Funny. I rather believe that Otto Orwell's talk is simply fear-mongering - what security is increased by massive and widespread spying on citizens? Certainly not the citizens' security - but they are being fed pseudo-risks and alleged solutions for them, just like the Bush administration, to reduce their civil rights in Germany. Without regard for facts, without regard for proportionality.
The ignorance he attributes to the critics is probably on his side. Because he may still be considered competent as a lawyer (I can't judge his competence there), he has no clue about cryptography and its risks - as they come into play, for example, in the context of passports valid for 10 years.

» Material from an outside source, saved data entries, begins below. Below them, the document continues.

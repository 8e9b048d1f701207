mod common;
mod spawn;
mod validation;

use std::io::Write;
use std::path::PathBuf;
use std::time::Instant;

use anyhow::Result;
use clap::{Parser, ValueEnum};
use colored::Colorize;
use stitchwork_game::{DirectorySource, EmbeddedSource, Forge, ResourceSource};

use common::{OutputTarget, parse_seeds, split_csv};
use spawn::{spawn_parts, write_spawn_report};
use validation::{validate_documents, write_validation_report};

#[derive(Debug, Clone, Copy, PartialEq, Eq, ValueEnum)]
pub enum TestMode {
    /// Check catalog documents against their schema
    Validate,
    /// Build parts from the catalog and print them
    Spawn,
    /// Validate, then spawn
    Both,
}

#[derive(Debug, Parser)]
#[command(name = "stitchwork-tester", version = "0.1.0")]
#[command(about = "Catalog validation and spawn smoke runs for Stitchwork")]
struct Args {
    /// What to run
    #[arg(long, value_enum, default_value_t = TestMode::Validate)]
    mode: TestMode,

    /// Directory holding parts.jsonc and titles.jsonc (bundled catalogs when omitted)
    #[arg(long)]
    data_dir: Option<PathBuf>,

    /// Documents to validate (comma-separated)
    #[arg(long, default_value = "parts,titles")]
    documents: String,

    /// Parts to spawn (comma-separated, `all` for every catalog entry)
    #[arg(long, default_value = "all")]
    parts: String,

    /// Titles applied to every spawned part, in order (comma-separated)
    #[arg(long, default_value = "")]
    titles: String,

    /// Seeds to spawn with (comma-separated, decimal or 0x-hex)
    #[arg(long, default_value = "1337")]
    seeds: String,

    /// Verbose output
    #[arg(short, long)]
    verbose: bool,

    /// Optional path to write the report output instead of stdout
    #[arg(long)]
    output: Option<PathBuf>,
}

fn main() -> Result<()> {
    env_logger::init();
    let args = Args::parse();
    if args.output.is_some() {
        colored::control::set_override(false);
    }

    let passed = match &args.data_dir {
        Some(dir) => {
            log::info!("reading catalogs from {}", dir.display());
            run(&args, DirectorySource::new(dir))?
        }
        None => run(&args, EmbeddedSource)?,
    };

    if !passed {
        std::process::exit(1);
    }
    Ok(())
}

fn announce_banner() {
    println!("{}", "🧟 Stitchwork Tester".bright_cyan().bold());
    println!("{}", "================================".cyan());
}

fn run<S: ResourceSource>(args: &Args, source: S) -> Result<bool> {
    announce_banner();
    let start_time = Instant::now();
    let mut output_target = OutputTarget::new(args.output.clone())?;
    let mut passed = true;

    if matches!(args.mode, TestMode::Validate | TestMode::Both) {
        println!("{}", "📐 Validating catalogs".bright_yellow().bold());
        let documents = split_csv(&args.documents);
        let reports = validate_documents(&source, &documents);
        write_validation_report(&mut output_target, &reports, args.verbose)?;
        passed &= reports.iter().all(validation::DocumentReport::passed);
    }

    if matches!(args.mode, TestMode::Spawn | TestMode::Both) {
        if passed {
            println!("{}", "🧪 Spawning parts".bright_blue().bold());
            let seeds = parse_seeds(&split_csv(&args.seeds))?;
            let forge = Forge::new(source);
            let records = spawn_parts(
                &forge,
                &split_csv(&args.parts),
                &split_csv(&args.titles),
                &seeds,
            )?;
            write_spawn_report(&mut output_target, &records)?;
        } else {
            eprintln!("⚠️  Skipping spawn: catalogs failed validation");
        }
    }

    writeln!(&mut output_target)?;
    writeln!(&mut output_target, "🏁 Total time: {:?}", start_time.elapsed())?;
    output_target.flush_inner()?;
    Ok(passed)
}
//! Part construction.
//!
//! Both construction paths share one pipeline: start from base stats, apply
//! a uniform proportional modifier (the rarity roll or a caller-supplied
//! multiplier), apply each title's effects in argument order, then finalize.
//! Socket and slot capacities always come from the catalog template.

use std::sync::Arc;

use rand::Rng;

use crate::config::{ConfigStore, EmbeddedSource, PartTemplate, ResourceSource};
use crate::constants::{VARIANCE_MAX, VARIANCE_MIN};
use crate::effect::{Effect, Stats};
use crate::error::ForgeError;
use crate::part::Part;
use crate::title::{Title, TitleRegistry};

/// Draw a rarity multiplier uniformly from `[VARIANCE_MIN, VARIANCE_MAX]`.
pub fn roll_variance<R>(rng: &mut R) -> f64
where
    R: Rng + ?Sized,
{
    rng.gen_range(VARIANCE_MIN..=VARIANCE_MAX)
}

/// Composition root owning the configuration store and title cache.
#[derive(Debug)]
pub struct Forge<S> {
    store: ConfigStore<S>,
    titles: TitleRegistry,
}

impl Default for Forge<EmbeddedSource> {
    fn default() -> Self {
        Self::new(EmbeddedSource)
    }
}

impl<S: ResourceSource> Forge<S> {
    pub fn new(source: S) -> Self {
        Self::with_store(ConfigStore::new(source))
    }

    #[must_use]
    pub fn with_store(store: ConfigStore<S>) -> Self {
        Self {
            store,
            titles: TitleRegistry::new(),
        }
    }

    #[must_use]
    pub const fn store(&self) -> &ConfigStore<S> {
        &self.store
    }

    #[must_use]
    pub const fn titles(&self) -> &TitleRegistry {
        &self.titles
    }

    /// Resolve a title through the shared cache.
    ///
    /// # Errors
    ///
    /// Returns [`ForgeError::UnknownTitle`] or [`ForgeError::InvalidScaling`].
    pub fn resolve_title(&self, name: &str) -> Result<Arc<Title>, ForgeError> {
        self.titles.resolve(&self.store, name)
    }

    /// Build a catalog part with a random rarity roll.
    ///
    /// # Errors
    ///
    /// Returns [`ForgeError::UnknownPart`] for a missing part and propagates
    /// title resolution errors.
    pub fn natural_part<I, T, R>(
        &self,
        name: &str,
        titles: I,
        rng: &mut R,
    ) -> Result<Part, ForgeError>
    where
        I: IntoIterator<Item = T>,
        T: AsRef<str>,
        R: Rng + ?Sized,
    {
        let variance = roll_variance(rng);
        log::debug!("rolled variance {variance:.3} for part `{name}`");
        self.natural_part_with_variance(name, titles, variance)
    }

    /// Build a catalog part with an already rolled rarity multiplier.
    ///
    /// # Errors
    ///
    /// Returns [`ForgeError::InvalidArgument`] when `variance` is outside
    /// `[VARIANCE_MIN, VARIANCE_MAX]`, plus the errors of [`Forge::natural_part`].
    pub fn natural_part_with_variance<I, T>(
        &self,
        name: &str,
        titles: I,
        variance: f64,
    ) -> Result<Part, ForgeError>
    where
        I: IntoIterator<Item = T>,
        T: AsRef<str>,
    {
        if !(VARIANCE_MIN..=VARIANCE_MAX).contains(&variance) {
            return Err(ForgeError::InvalidArgument {
                argument: "variance",
                reason: format!("{variance} is outside [{VARIANCE_MIN}, {VARIANCE_MAX}]"),
            });
        }
        let template = self.store.part_template(name)?;
        let base = template.base_stats;
        self.assemble(name, &template, base, variance, titles)
    }

    /// Build a part whose base stats and modifier come from the caller.
    ///
    /// Capacities still come from the catalog entry for `name`.
    ///
    /// # Errors
    ///
    /// Returns [`ForgeError::InvalidArgument`] for a non-finite modifier or
    /// non-finite/negative base stats, plus the errors of [`Forge::natural_part`].
    pub fn player_part<I, T>(
        &self,
        name: &str,
        modifier: f64,
        base: Stats,
        titles: I,
    ) -> Result<Part, ForgeError>
    where
        I: IntoIterator<Item = T>,
        T: AsRef<str>,
    {
        if !modifier.is_finite() {
            return Err(ForgeError::InvalidArgument {
                argument: "modifier",
                reason: format!("{modifier} is not a finite number"),
            });
        }
        if !base.is_finite() || base.health < 0.0 || base.defense < 0.0 || base.attack < 0.0 {
            return Err(ForgeError::InvalidArgument {
                argument: "base",
                reason: format!("stats must be finite and non-negative ({base})"),
            });
        }
        let template = self.store.part_template(name)?;
        self.assemble(name, &template, base, modifier, titles)
    }

    fn assemble<I, T>(
        &self,
        name: &str,
        template: &PartTemplate,
        base: Stats,
        modifier: f64,
        titles: I,
    ) -> Result<Part, ForgeError>
    where
        I: IntoIterator<Item = T>,
        T: AsRef<str>,
    {
        let resolved = titles
            .into_iter()
            .map(|title| self.resolve_title(title.as_ref()))
            .collect::<Result<Vec<_>, _>>()?;

        let mut part = Part::from_template(name, template, base);
        part.apply_effect(&Effect::uniform_proportional(modifier));
        for title in &resolved {
            part.apply_title(title);
        }
        part.finalize();
        log::debug!("assembled part `{name}`: {}", part.stats());
        Ok(part)
    }
}
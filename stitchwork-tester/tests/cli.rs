use std::process::Command;

fn temp_path(label: &str) -> std::path::PathBuf {
    std::env::temp_dir().join(format!(
        "stitchwork-cli-{label}-{}",
        std::time::SystemTime::now()
            .duration_since(std::time::UNIX_EPOCH)
            .unwrap_or_default()
            .as_nanos()
    ))
}

#[test]
fn cli_validates_bundled_catalogs() {
    let exe = env!("CARGO_BIN_EXE_stitchwork-tester");
    let output_path = temp_path("bundled");
    let status = Command::new(exe)
        .args(["--mode", "validate", "--output"])
        .arg(&output_path)
        .status()
        .expect("run cli");
    assert!(status.success());
    let content = std::fs::read_to_string(output_path).expect("read output");
    assert!(content.contains("parts.jsonc Validated!"));
    assert!(content.contains("titles.jsonc Validated!"));
}

#[test]
fn cli_fails_on_catalog_missing_slots() {
    let exe = env!("CARGO_BIN_EXE_stitchwork-tester");
    let data_dir = temp_path("data");
    std::fs::create_dir_all(&data_dir).expect("create data dir");
    std::fs::write(
        data_dir.join("parts.jsonc"),
        r#"{
            // slots missing on purpose
            "arm": {
                "baseStats": { "health": 30, "defense": 30, "attack": 30 },
                "sockets": { "female": 1, "male": 0 }
            }
        }"#,
    )
    .expect("write parts");
    std::fs::write(data_dir.join("titles.jsonc"), "{}").expect("write titles");

    let output_path = temp_path("broken");
    let status = Command::new(exe)
        .args(["--mode", "both", "--data-dir"])
        .arg(&data_dir)
        .arg("--output")
        .arg(&output_path)
        .status()
        .expect("run cli");
    assert!(!status.success());
    let content = std::fs::read_to_string(output_path).expect("read output");
    assert!(content.contains("parts.jsonc"));
    assert!(content.contains("missing `slots`"));
}

#[test]
fn cli_spawns_with_titles() {
    let exe = env!("CARGO_BIN_EXE_stitchwork-tester");
    let output_path = temp_path("spawn");
    let status = Command::new(exe)
        .args([
            "--mode", "spawn", "--parts", "arm,leg", "--titles", "giant", "--seeds", "1,2",
            "--output",
        ])
        .arg(&output_path)
        .status()
        .expect("run cli");
    assert!(status.success());
    let content = std::fs::read_to_string(output_path).expect("read output");
    assert_eq!(content.matches("Part `arm`").count(), 2);
    assert_eq!(content.matches("Part `leg`").count(), 2);
}
//! Schema checks over the catalog documents.
use std::io::Write;

use anyhow::Result;
use colored::Colorize;
use stitchwork_game::{ResourceSource, SchemaViolation, check_document};

/// Outcome of checking one document.
#[derive(Debug, Clone)]
pub struct DocumentReport {
    pub document: String,
    pub violations: Vec<SchemaViolation>,
}

impl DocumentReport {
    #[must_use]
    pub fn passed(&self) -> bool {
        self.violations.is_empty()
    }
}

pub fn validate_documents<S>(source: &S, documents: &[String]) -> Vec<DocumentReport>
where
    S: ResourceSource + ?Sized,
{
    documents
        .iter()
        .map(|document| {
            let violations = check_document(source, document);
            log::debug!("{document}: {} violation(s)", violations.len());
            DocumentReport {
                document: document.clone(),
                violations,
            }
        })
        .collect()
}

pub fn write_validation_report(
    out: &mut dyn Write,
    reports: &[DocumentReport],
    verbose: bool,
) -> Result<()> {
    for report in reports {
        if report.passed() {
            writeln!(
                out,
                "✅ {} Validated!",
                format!("{}.jsonc", report.document).green()
            )?;
            continue;
        }
        writeln!(
            out,
            "❌ {} Invalid! ({} problem(s))",
            format!("{}.jsonc", report.document).red(),
            report.violations.len()
        )?;
        let shown = if verbose {
            report.violations.len()
        } else {
            report.violations.len().min(10)
        };
        for violation in &report.violations[..shown] {
            writeln!(out, "   • {violation}")?;
        }
        if shown < report.violations.len() {
            writeln!(
                out,
                "   … {} more (use --verbose to list all)",
                report.violations.len() - shown
            )?;
        }
    }
    Ok(())
}
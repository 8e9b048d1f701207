//! Structural checks for the catalog documents.
//!
//! The check walks the parsed tree rather than matching raw text, so key
//! order and whitespace do not matter. It is advisory: callers get `false`
//! (or a list of violations) instead of an error.

use std::fmt;

use serde_json::{Map, Value};

use crate::config::ResourceSource;
use crate::constants::{PARTS_DOCUMENT, TITLES_DOCUMENT};
use crate::effect::Scaling;
use crate::jsonc::parse_jsonc;
use crate::numbers::{json_to_non_negative, json_to_u32};

const PART_KEYS: [&str; 3] = ["baseStats", "sockets", "slots"];
const STAT_KEYS: [&str; 3] = ["health", "defense", "attack"];
const SOCKET_KEYS: [&str; 2] = ["female", "male"];
const TITLE_KEYS: [&str; 1] = ["effects"];
const EFFECT_KEYS: [&str; 4] = ["scaling", "health", "defense", "attack"];

/// One structural problem found in a document.
#[derive(Debug, Clone, PartialEq, Eq)]
pub struct SchemaViolation {
    /// Slash-separated location of the offending value, `/` for the root.
    pub path: String,
    pub message: String,
}

impl fmt::Display for SchemaViolation {
    fn fmt(&self, f: &mut fmt::Formatter<'_>) -> fmt::Result {
        write!(f, "{}: {}", self.path, self.message)
    }
}

#[derive(Default)]
struct Checker {
    violations: Vec<SchemaViolation>,
}

impl Checker {
    fn report(&mut self, path: &str, message: impl Into<String>) {
        self.violations.push(SchemaViolation {
            path: if path.is_empty() {
                "/".to_string()
            } else {
                path.to_string()
            },
            message: message.into(),
        });
    }

    fn object<'v>(&mut self, path: &str, value: &'v Value) -> Option<&'v Map<String, Value>> {
        let map = value.as_object();
        if map.is_none() {
            self.report(path, "expected an object");
        }
        map
    }

    fn exact_keys(&mut self, path: &str, map: &Map<String, Value>, required: &[&str]) {
        self.allowed_keys(path, map, required);
        for key in required {
            if !map.contains_key(*key) {
                self.report(path, format!("missing `{key}`"));
            }
        }
    }

    fn allowed_keys(&mut self, path: &str, map: &Map<String, Value>, allowed: &[&str]) {
        for key in map.keys() {
            if !allowed.contains(&key.as_str()) {
                self.report(path, format!("unexpected key `{key}`"));
            }
        }
    }

    fn non_negative(&mut self, path: &str, value: &Value) {
        if json_to_non_negative(value).is_none() {
            self.report(path, "expected a non-negative number");
        }
    }

    fn count(&mut self, path: &str, value: &Value) {
        if json_to_u32(value).is_none() {
            self.report(path, "expected a non-negative integer");
        }
    }

    fn number(&mut self, path: &str, value: &Value) {
        if !value.as_f64().is_some_and(f64::is_finite) {
            self.report(path, "expected a number");
        }
    }

    fn part_entry(&mut self, path: &str, value: &Value) {
        let Some(entry) = self.object(path, value) else {
            return;
        };
        self.exact_keys(path, entry, &PART_KEYS);

        if let Some(stats) = entry.get("baseStats") {
            let stats_path = format!("{path}/baseStats");
            if let Some(stats) = self.object(&stats_path, stats) {
                self.exact_keys(&stats_path, stats, &STAT_KEYS);
                for key in STAT_KEYS {
                    if let Some(stat) = stats.get(key) {
                        self.non_negative(&format!("{stats_path}/{key}"), stat);
                    }
                }
            }
        }

        if let Some(sockets) = entry.get("sockets") {
            let sockets_path = format!("{path}/sockets");
            if let Some(sockets) = self.object(&sockets_path, sockets) {
                self.exact_keys(&sockets_path, sockets, &SOCKET_KEYS);
                for key in SOCKET_KEYS {
                    if let Some(count) = sockets.get(key) {
                        self.count(&format!("{sockets_path}/{key}"), count);
                    }
                }
            }
        }

        if let Some(slots) = entry.get("slots") {
            self.count(&format!("{path}/slots"), slots);
        }
    }

    fn title_entry(&mut self, path: &str, value: &Value) {
        let Some(entry) = self.object(path, value) else {
            return;
        };
        self.exact_keys(path, entry, &TITLE_KEYS);
        let Some(effects) = entry.get("effects") else {
            return;
        };
        let effects_path = format!("{path}/effects");
        let Some(effects) = effects.as_array() else {
            self.report(&effects_path, "expected an array");
            return;
        };
        for (index, effect) in effects.iter().enumerate() {
            let effect_path = format!("{effects_path}/{index}");
            let Some(effect) = self.object(&effect_path, effect) else {
                continue;
            };
            self.allowed_keys(&effect_path, effect, &EFFECT_KEYS);
            match effect.get("scaling").map(Value::as_str) {
                None => self.report(&effect_path, "missing `scaling`"),
                Some(None) => self.report(&format!("{effect_path}/scaling"), "expected a string"),
                Some(Some(keyword)) => {
                    if Scaling::parse(path, keyword).is_err() {
                        self.report(
                            &format!("{effect_path}/scaling"),
                            format!("invalid scaling metric `{keyword}`"),
                        );
                    }
                }
            }
            for key in STAT_KEYS {
                if let Some(stat) = effect.get(key) {
                    self.number(&format!("{effect_path}/{key}"), stat);
                }
            }
        }
    }

    fn document(&mut self, document: &str, text: &str, entry: fn(&mut Self, &str, &Value)) {
        let value = match parse_jsonc(document, text) {
            Ok(value) => value,
            Err(err) => {
                self.report("", err.to_string());
                return;
            }
        };
        let Some(root) = self.object("", &value) else {
            return;
        };
        for (name, value) in root {
            entry(self, &format!("/{name}"), value);
        }
    }
}

/// List every structural problem in a parts catalog.
#[must_use]
pub fn check_parts(text: &str) -> Vec<SchemaViolation> {
    let mut checker = Checker::default();
    checker.document(PARTS_DOCUMENT, text, Checker::part_entry);
    checker.violations
}

/// List every structural problem in a titles catalog.
#[must_use]
pub fn check_titles(text: &str) -> Vec<SchemaViolation> {
    let mut checker = Checker::default();
    checker.document(TITLES_DOCUMENT, text, Checker::title_entry);
    checker.violations
}

#[must_use]
pub fn validate_parts(text: &str) -> bool {
    check_parts(text).is_empty()
}

#[must_use]
pub fn validate_titles(text: &str) -> bool {
    check_titles(text).is_empty()
}

/// Check `document` as read from `source`.
///
/// Unknown documents and documents that cannot be read come back as a
/// single root-level violation.
#[must_use]
pub fn check_document<S: ResourceSource + ?Sized>(
    source: &S,
    document: &str,
) -> Vec<SchemaViolation> {
    let text = match source.read_document(document) {
        Ok(text) => text,
        Err(err) => {
            let mut checker = Checker::default();
            checker.report("", err.to_string());
            return checker.violations;
        }
    };
    match document {
        PARTS_DOCUMENT => check_parts(&text),
        TITLES_DOCUMENT => check_titles(&text),
        other => {
            let mut checker = Checker::default();
            checker.report("", format!("no schema for document `{other}`"));
            checker.violations
        }
    }
}

/// Pass/fail form of [`check_document`].
#[must_use]
pub fn validate_document<S: ResourceSource + ?Sized>(source: &S, document: &str) -> bool {
    check_document(source, document).is_empty()
}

Who wants to make statements about the security of cryptographic methods today if they have to make this statement for a point in time 10 years from now? Yes, I know, Otto Orwell does - as I said, he simply has no idea what he is talking about. SHA1 was once described as a secure alternative to MD5 signatures - and has essentially failed. MD5 signatures are now completely unusable - as scientists have proven when they produced two real texts with meaningful content and identical MD5 signatures. I've had enough of pathetic politicians with brains too small, who want to impose their alleged doctrines on citizens with absurd claims. And I've long had enough of their idiotic argumentation loops with which they want to sell total surveillance as a security feature to citizens.